18+

Treść tylko dla pełnoletnich

Kolejna strona może zawierać treści nieodpowiednie dla osób niepełnoletnich. Jeśli chcesz do niej dotrzeć, wybierz niżej odpowiedni przycisk!

Nasza Loteria SR - pasek na kartach artykułów

Maja Nasza Mistrzyni (Zdjęcia)

Mariusz Junik
Ma piękne imię, 26 lat, 170 cm wzrostu i waży 53 kg. Jest ambitna i wykształcona. Do tego jest mistrzynią świata. O pochodzącej z Jeleniej Góry Mai Włoszczowskiej, która jest dziś na ustach całej Polski, pisze Mariusz Junik

Kiedy w ubiegłym tygodniu przyleciała z Kanady na warszawskie Okęcie, to ledwo zeszła ze schodów samolotu. Mimo że od morderczego wyścigu, w którym zdobyła mistrzostwo świata, minęły wówczas trzy dni, to wciąż bolały ją nogi. Najszybsze nogi na świecie.

- To nieistotne. Nogi mogą mnie boleć jeszcze bardzo długo. Najważniejsze, że mam upragnioną tęczową koszulkę. Spełniło się moje największe marzenie w życiu - powiedziała Maja Włoszczowska zaraz po wylądowaniu w Polsce. Czekali na nią najbardziej zagorzali kibice kolarstwa górskiego.
Czekała na nią również jej mama, Ewa, bez której Maja dziś nie byłaby naszym skarbem narodowym. To mama, sama jeżdżąc na rowerze, zaszczepiła w niej bakcyla do dwóch kółek.

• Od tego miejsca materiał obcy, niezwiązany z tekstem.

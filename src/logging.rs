//! Logging setup: env-filtered tracing to stderr or the broker's log file.
//!
//! The broker normally runs detached with its stdio nulled, so its default
//! sink is `~/.rcode/logs/ipc.log`. `RCODE_LOG` selects the filter;
//! `RCODE_DEBUG` widens the default from info to debug.

use std::fs::{self, OpenOptions};
use std::io;
use std::path::Path;
use std::sync::Mutex;

use tracing_subscriber::EnvFilter;

fn env_filter(debug: bool) -> EnvFilter {
    let default = if debug { "debug" } else { "info" };
    EnvFilter::try_from_env("RCODE_LOG").unwrap_or_else(|_| EnvFilter::new(default))
}

/// Log to stderr (CLI binaries and `--foreground` broker runs).
pub fn init_stderr(debug: bool) {
    let _ = tracing_subscriber::fmt()
        .with_env_filter(env_filter(debug))
        .with_writer(io::stderr)
        .try_init();
}

/// Log to `<log_dir>/ipc.log` without ANSI escapes (detached broker runs).
pub fn init_file(log_dir: &Path, debug: bool) -> io::Result<()> {
    fs::create_dir_all(log_dir)?;
    let file = OpenOptions::new()
        .create(true)
        .append(true)
        .open(log_dir.join("ipc.log"))?;
    let _ = tracing_subscriber::fmt()
        .with_env_filter(env_filter(debug))
        .with_ansi(false)
        .with_writer(Mutex::new(file))
        .try_init();
    Ok(())
}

- Pierwszy raz pojechałyśmy razem, kiedy Maja miała kilka lat. Bała się wsiąść na rower. Później jeździła już coraz lepiej i więcej. To harda i dzielna dziewczyna - wspomina Ewa Włoszczowska, która dziś z synem Michałem prowadzi w Jeleniej Górze firmę Quest i szyje stroje dla sportowców z całej Europy. Maja również jeździ w strojach szytych w rodzinnej firmie.

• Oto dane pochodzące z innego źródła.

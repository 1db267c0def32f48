/*!
Session registry: the authenticated session table and its sweep input.

The table is shared between concurrently running connection handlers and the
broker's sweep, so every operation takes the registry mutex. Liveness of a
session's owning process goes through a pluggable oracle so the sweep logic
is testable without a real process table.
*/

use std::collections::HashMap;
use std::fs;
use std::path::PathBuf;
use std::sync::Mutex;

use crate::errors::BrokerError;
use crate::protocol::SessionData;
use crate::util::uuid_v4;

/// One authorized remote-to-local control channel.
#[derive(Debug, Clone)]
pub struct Session {
    pub sid: String,
    pub key: String,
    /// Owning process on the local machine, typically the ssh client.
    pub pid: i32,
    /// Host alias the session is bound to; used for the target URI.
    pub hostname: String,
}

/// Process-liveness probe, injectable for tests.
pub trait ProcessOracle: Send + Sync {
    fn is_alive(&self, pid: i32) -> bool;
}

/// Oracle backed by `kill(pid, 0)`. ESRCH is a definite "gone"; any other
/// outcome (including EPERM) counts as alive, so uncertainty never evicts.
#[derive(Debug, Default)]
pub struct SystemProcessOracle;

impl ProcessOracle for SystemProcessOracle {
    fn is_alive(&self, pid: i32) -> bool {
        if pid <= 0 {
            return false;
        }
        #[cfg(unix)]
        {
            use nix::errno::Errno;
            use nix::sys::signal::kill;
            use nix::unistd::Pid;
            !matches!(kill(Pid::from_raw(pid as libc::pid_t), None), Err(Errno::ESRCH))
        }
        #[cfg(not(unix))]
        {
            true
        }
    }
}

pub struct SessionRegistry {
    sessions: Mutex<HashMap<String, Session>>,
    key_files: Vec<PathBuf>,
    oracle: Box<dyn ProcessOracle>,
}

impl SessionRegistry {
    pub fn new(key_files: Vec<PathBuf>) -> Self {
        SessionRegistry::with_oracle(key_files, Box::new(SystemProcessOracle))
    }

    pub fn with_oracle(key_files: Vec<PathBuf>, oracle: Box<dyn ProcessOracle>) -> Self {
        SessionRegistry {
            sessions: Mutex::new(HashMap::new()),
            key_files,
            oracle,
        }
    }

    /// Validate the presented secret and mint a session. The key files are
    /// read fresh on every call; the first exact match wins.
    pub fn create(
        &self,
        pid: i32,
        hostname: &str,
        presented_secret: &str,
    ) -> Result<SessionData, BrokerError> {
        self.validate_secret(presented_secret)?;

        let sid = uuid_v4();
        let key = uuid_v4();
        let session = Session {
            sid: sid.clone(),
            key: key.clone(),
            pid,
            hostname: hostname.to_string(),
        };
        self.sessions
            .lock()
            .expect("session table lock")
            .insert(sid.clone(), session);
        Ok(SessionData { sid, key })
    }

    fn validate_secret(&self, presented: &str) -> Result<(), BrokerError> {
        for path in &self.key_files {
            if let Ok(contents) = fs::read_to_string(path) {
                if contents == presented {
                    return Ok(());
                }
            }
        }
        Err(BrokerError::Auth)
    }

    pub fn lookup(&self, sid: &str) -> Result<Session, BrokerError> {
        self.sessions
            .lock()
            .expect("session table lock")
            .get(sid)
            .cloned()
            .ok_or_else(|| BrokerError::NotFound(sid.to_string()))
    }

    /// Partition all session ids into (alive, dead) by owning-process
    /// liveness. Only the sweep calls this.
    pub fn partition(&self) -> (Vec<String>, Vec<String>) {
        let sessions = self.sessions.lock().expect("session table lock");
        let mut alive = Vec::new();
        let mut dead = Vec::new();
        for (sid, session) in sessions.iter() {
            if self.oracle.is_alive(session.pid) {
                alive.push(sid.clone());
            } else {
                dead.push(sid.clone());
            }
        }
        (alive, dead)
    }

    /// Remove a session; idempotent.
    pub fn destroy(&self, sid: &str) {
        self.sessions
            .lock()
            .expect("session table lock")
            .remove(sid);
    }

    pub fn len(&self) -> usize {
        self.sessions.lock().expect("session table lock").len()
    }

    pub fn is_empty(&self) -> bool {
        self.len() == 0
    }
}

- Na pierwszy wyścig rowerowy zabrałam córkę do Karpa-cza. Miała wtedy 13 lat i była druga w swojej kategorii wiekowej. Rok później te same zawody wygrała - wspomina mama naszej mistrzyni.
To wtedy Majkę zauważył trener klubu Śnieżka Karpacz. Po kilku dniach młoda dziewczyna zaczęła treningi, które po 12 latach, w minioną sobotę, zaprowadziły ją na szczyt sportowego Olimpu. W Kanadzie spełnił się sen i Maja włożyła koszulkę mistrzyni świata.

Nigdy nie narzeka
- Maja to uparta kobieta. Ale dobry sportowiec musi taki być. Jeśli obierze sobie jakiś cel, uparcie prze do jego realizacji. Myślę, że każdy trener na świecie chciałby mieć taką zawodniczkę - przekonuje Andrzej Piątek, trener Majki od 10 lat.

Jak sama mówi, bez niego nie byłoby tych wszystkich sukcesów. To właśnie z nim chciała współpracować, więc nie wyjechała za granicę, kiedy rozwiązała się grupa Halls, w której wcześniej jeździła. Razem z Piątkiem pod koniec 2008 roku zaproponowali Dariuszowi Miłkowi, właścicielowi firmy CCC z Polkowic i jednemu z najbogatszych Polaków, utworzenie zawodowej drużyny MTB.

Miłek jest wielkim fanem kolarstwa, które sam niegdyś uprawiał, więc długo się nie wahał. Do drużyny CCC Polkowice trafiły najlepsze polskie zawodniczki i najlepsza ekipa. Za zawodniczkami przeszli też sponsorzy sprzętu najwyższej klasy. Nic, tylko trenować i zdobywać medale. A tych Maja ma już 17 z samych mistrzostw Europy i świata.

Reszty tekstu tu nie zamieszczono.